The postpartum period in this study was amid the COVID-19 pandemic, implying that lack of support due to the COVID-19 pandemic affected the results of this study, as other studies in HICs reported that a reduction of breastfeeding support by healthcare professionals and peers negatively affected breastfeeding practices [5759]. Our study did not find significant associations between receiving support after discharge and EBF for < 6 months. This may have been affected by other factors that were not assessed in this study. For example, the avoidance of home visits by certain postpartum women was caused by fear of infection, as reported by the Ministry of Internal Affairs and Communications [60]. Currently, the restrictions imposed by the COVID-19 pandemic have been relaxed, and life is returning to the pre-pandemic situation. Therefore, further research is required to assess breastfeeding status in the post-pandemic period and its influencing factors.

Limitations

This study has some limitations. First, this study measured EBF of < 6 months using the 24-h recall method. Notably, several studies have revealed that the prevalence of EBF in infants aged < 6 months is overestimated when assessed using a single 24-h recall method [61, 62]. However, this method can minimise recall bias and is widely used in the standard IYCF indicators of the WHO and UNICEF. Second, 9.1% of the women were excluded because of contradictory answers before the analysis. Selection bias in the study participants may have affected the results. Third, it is undeniable that variations in women’s physical nature of breast milk production and critical health conditions after childbirth may impact breastfeeding status during hospitalisation. Therefore, EBF during hospitalisation may not be solely influenced by healthcare professional support. Fourth, the sample size may not be large enough to provide robust results for the proportion of 24-h recall breastfeeding practices (Figs 2 and 3), because it was disaggregated by the monthly age of children. Finally, there was no information on whether the children received formula milk supplementation for medical reasons, among other things. Further research is required to determine the reasons for formula milk supplementation and the criteria for supplementation in health facilities.

Conclusions

EBF during hospitalisation is strongly associated with continued EBF practice for < 6 months. However, approximately 90% of infants were supplemented with formula milk rather than with breast milk at health facilities during this period.

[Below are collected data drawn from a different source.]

//! # Guardian Core
//!
//! Core business logic for the Guardian health-risk backend.
//!
//! This crate contains the domain operations and their storage:
//! - Health-intent classification of chat messages ([`intent`])
//! - The bridge to the external risk predictor ([`predictor`])
//! - Health form and account storage under the data directory ([`repositories`])
//! - The CSV research export ([`export`])
//! - The Guardian chat flow over an OpenAI-compatible service ([`assistant`])
//!
//! **No API concerns**: HTTP servers, routing and status codes belong in `api-rest`; wire types
//! live in `api-shared`.

pub mod assistant;
pub mod config;
pub mod constants;
pub mod error;
pub mod export;
pub mod intent;
pub mod predictor;
pub mod repositories;
pub mod validation;

pub use assistant::{GuardianChat, LanguageModel, OpenAiClient};
pub use config::{AssistantConfig, CoreConfig, PredictorSettings};
pub use error::{
    AssistantError, AssistantResult, GuardianError, GuardianResult, PredictError, PredictResult,
};
pub use export::CsvExporter;
pub use predictor::{PredictionPayload, PredictionResult, Predictor, SubprocessPredictor};
pub use repositories::accounts::AccountService;
pub use repositories::forms::HealthFormService;
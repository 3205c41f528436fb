//! Energy-based utterance endpointing.
//!
//! Samples arrive in arbitrary chunks from the capture callback. They are cut
//! into fixed frames; each frame's RMS energy is compared against a threshold
//! derived from a short ambient-noise sample taken before listening starts.

use std::time::Duration;

/// Frame length used for energy measurement
const FRAME_MS: u64 = 30;

/// Energy floor so a perfectly silent room still needs real speech to trigger
const MIN_THRESHOLD: f32 = 0.01;

/// Speech must exceed ambient energy by this factor
const THRESHOLD_RATIO: f32 = 1.5;

/// Timing parameters for capturing one utterance
#[derive(Debug, Clone)]
pub struct ListenSettings {
    /// Ambient sample taken before listening to calibrate the threshold
    pub ambient_duration: Duration,
    /// How long to wait for speech to start
    pub timeout: Duration,
    /// Upper bound on the length of one phrase
    pub phrase_limit: Duration,
    /// Trailing silence that ends a phrase
    pub pause: Duration,
}

impl Default for ListenSettings {
    fn default() -> Self {
        Self {
            ambient_duration: Duration::from_millis(500),
            timeout: Duration::from_secs(10),
            phrase_limit: Duration::from_secs(10),
            pause: Duration::from_millis(800),
        }
    }
}

#[derive(Debug, Clone, Copy, PartialEq, Eq)]
pub enum EndpointState {
    /// No speech yet
    Waiting,
    /// Speech started, phrase still open
    Speaking,
    /// Phrase finished by a pause or the phrase limit
    Complete,
    /// Nothing was said before the timeout
    TimedOut,
}

pub struct Endpointer {
    frame_len: usize,
    frame_ms: u64,
    threshold: f32,
    timeout_ms: u64,
    phrase_limit_ms: u64,
    pause_ms: u64,
    pending: Vec<f32>,
    speech: Vec<f32>,
    waited_ms: u64,
    spoken_ms: u64,
    silence_ms: u64,
    state: EndpointState,
}

/// Root-mean-square energy of a block of samples
pub(crate) fn rms(samples: &[f32]) -> f32 {
    if samples.is_empty() {
        return 0.0;
    }
    let sum: f32 = samples.iter().map(|s| s * s).sum();
    (sum / samples.len() as f32).sqrt()
}

impl Endpointer {
    /// Calibrate the speech threshold from an ambient-noise sample
    pub fn calibrated(ambient: &[f32], sample_rate: u32, settings: &ListenSettings) -> Self {
        let threshold = (rms(ambient) * THRESHOLD_RATIO).max(MIN_THRESHOLD);
        tracing::debug!(threshold, "calibrated speech threshold");
        Self::with_threshold(threshold, sample_rate, settings)
    }

    pub fn with_threshold(threshold: f32, sample_rate: u32, settings: &ListenSettings) -> Self {
        let frame_len = ((u64::from(sample_rate) * FRAME_MS) / 1000).max(1) as usize;
        Self {
            frame_len,
            frame_ms: FRAME_MS,
            threshold,
            timeout_ms: settings.timeout.as_millis() as u64,
            phrase_limit_ms: settings.phrase_limit.as_millis() as u64,
            pause_ms: settings.pause.as_millis() as u64,
            pending: Vec::new(),
            speech: Vec::new(),
            waited_ms: 0,
            spoken_ms: 0,
            silence_ms: 0,
            state: EndpointState::Waiting,
        }
    }

    pub fn threshold(&self) -> f32 {
        self.threshold
    }

    pub fn state(&self) -> EndpointState {
        self.state
    }

    /// Feed newly captured samples; returns the state after consuming every full frame
    pub fn push(&mut self, samples: &[f32]) -> EndpointState {
        self.pending.extend_from_slice(samples);

        let mut offset = 0;
        while self.pending.len() - offset >= self.frame_len && !self.is_finished() {
            let frame = self.pending[offset..offset + self.frame_len].to_vec();
            offset += self.frame_len;
            self.consume_frame(&frame);
        }
        self.pending.drain(..offset);

        self.state
    }

    fn is_finished(&self) -> bool {
        matches!(self.state, EndpointState::Complete | EndpointState::TimedOut)
    }

    fn consume_frame(&mut self, frame: &[f32]) {
        let voiced = rms(frame) > self.threshold;

        match self.state {
            EndpointState::Waiting => {
                if voiced {
                    self.state = EndpointState::Speaking;
                    self.speech.extend_from_slice(frame);
                    self.spoken_ms = self.frame_ms;
                } else {
                    self.waited_ms += self.frame_ms;
                    if self.waited_ms >= self.timeout_ms {
                        self.state = EndpointState::TimedOut;
                    }
                }
            }
            EndpointState::Speaking => {
                self.speech.extend_from_slice(frame);
                self.spoken_ms += self.frame_ms;
                self.silence_ms = if voiced { 0 } else { self.silence_ms + self.frame_ms };

                if self.silence_ms >= self.pause_ms || self.spoken_ms >= self.phrase_limit_ms {
                    self.state = EndpointState::Complete;
                }
            }
            EndpointState::Complete | EndpointState::TimedOut => {}
        }
    }

    /// Samples from the start of speech to the end of the phrase
    pub fn into_speech(self) -> Vec<f32> {
        self.speech
    }
}

#[cfg(test)]
mod tests {
    use super::*;
    use crate::SAMPLE_RATE;

    fn tone(duration_ms: u64, amplitude: f32) -> Vec<f32> {
        let count = (u64::from(SAMPLE_RATE) * duration_ms / 1000) as usize;
        (0..count)
            .map(|i| {
                let t = i as f32 / SAMPLE_RATE as f32;
                amplitude * (2.0 * std::f32::consts::PI * 440.0 * t).sin()
            })
            .collect()
    }

    fn silence(duration_ms: u64) -> Vec<f32> {
        vec![0.0; (u64::from(SAMPLE_RATE) * duration_ms / 1000) as usize]
    }

    fn settings() -> ListenSettings {
        ListenSettings {
            ambient_duration: Duration::from_millis(0),
            timeout: Duration::from_millis(300),
            phrase_limit: Duration::from_millis(900),
            pause: Duration::from_millis(150),
        }
    }

    #[test]
    fn test_calibration_respects_floor() {
        let quiet = Endpointer::calibrated(&silence(500), SAMPLE_RATE, &settings());
        assert_eq!(quiet.threshold(), MIN_THRESHOLD);

        let noisy = Endpointer::calibrated(&tone(500, 0.2), SAMPLE_RATE, &settings());
        assert!(noisy.threshold() > 0.2);
    }

    #[test]
    fn test_silence_times_out() {
        let mut endpointer = Endpointer::with_threshold(0.05, SAMPLE_RATE, &settings());
        assert_eq!(endpointer.push(&silence(200)), EndpointState::Waiting);
        assert_eq!(endpointer.push(&silence(200)), EndpointState::TimedOut);
        assert!(endpointer.into_speech().is_empty());
    }

    #[test]
    fn test_pause_completes_phrase() {
        let mut endpointer = Endpointer::with_threshold(0.05, SAMPLE_RATE, &settings());
        endpointer.push(&silence(90));
        assert_eq!(endpointer.push(&tone(300, 0.5)), EndpointState::Speaking);
        assert_eq!(endpointer.push(&silence(300)), EndpointState::Complete);

        // Speech plus the trailing pause, leading silence excluded
        let speech = endpointer.into_speech();
        let frame = (SAMPLE_RATE as usize * 30) / 1000;
        assert_eq!(speech.len(), frame * (10 + 5));
    }

    #[test]
    fn test_phrase_limit_cuts_long_speech() {
        let mut endpointer = Endpointer::with_threshold(0.05, SAMPLE_RATE, &settings());
        assert_eq!(endpointer.push(&tone(2000, 0.5)), EndpointState::Complete);

        let frame = (SAMPLE_RATE as usize * 30) / 1000;
        assert_eq!(endpointer.into_speech().len(), frame * 30);
    }

    #[test]
    fn test_chunks_smaller_than_a_frame_accumulate() {
        let mut endpointer = Endpointer::with_threshold(0.05, SAMPLE_RATE, &settings());
        let loud = tone(30, 0.5);
        for chunk in loud.chunks(100) {
            endpointer.push(chunk);
        }
        assert_eq!(endpointer.state(), EndpointState::Speaking);
    }
}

Therefore, improving breastfeeding support in health facilities by mitigating the gap in knowledge and skills among healthcare professionals and offering continued breastfeeding support during and after hospitalisation may contribute to increasing EBF for < 6 months and more mothers and infants will benefit from breastfeeding.

Acknowledgments

We express our sincere appreciation to the women who participated in this study.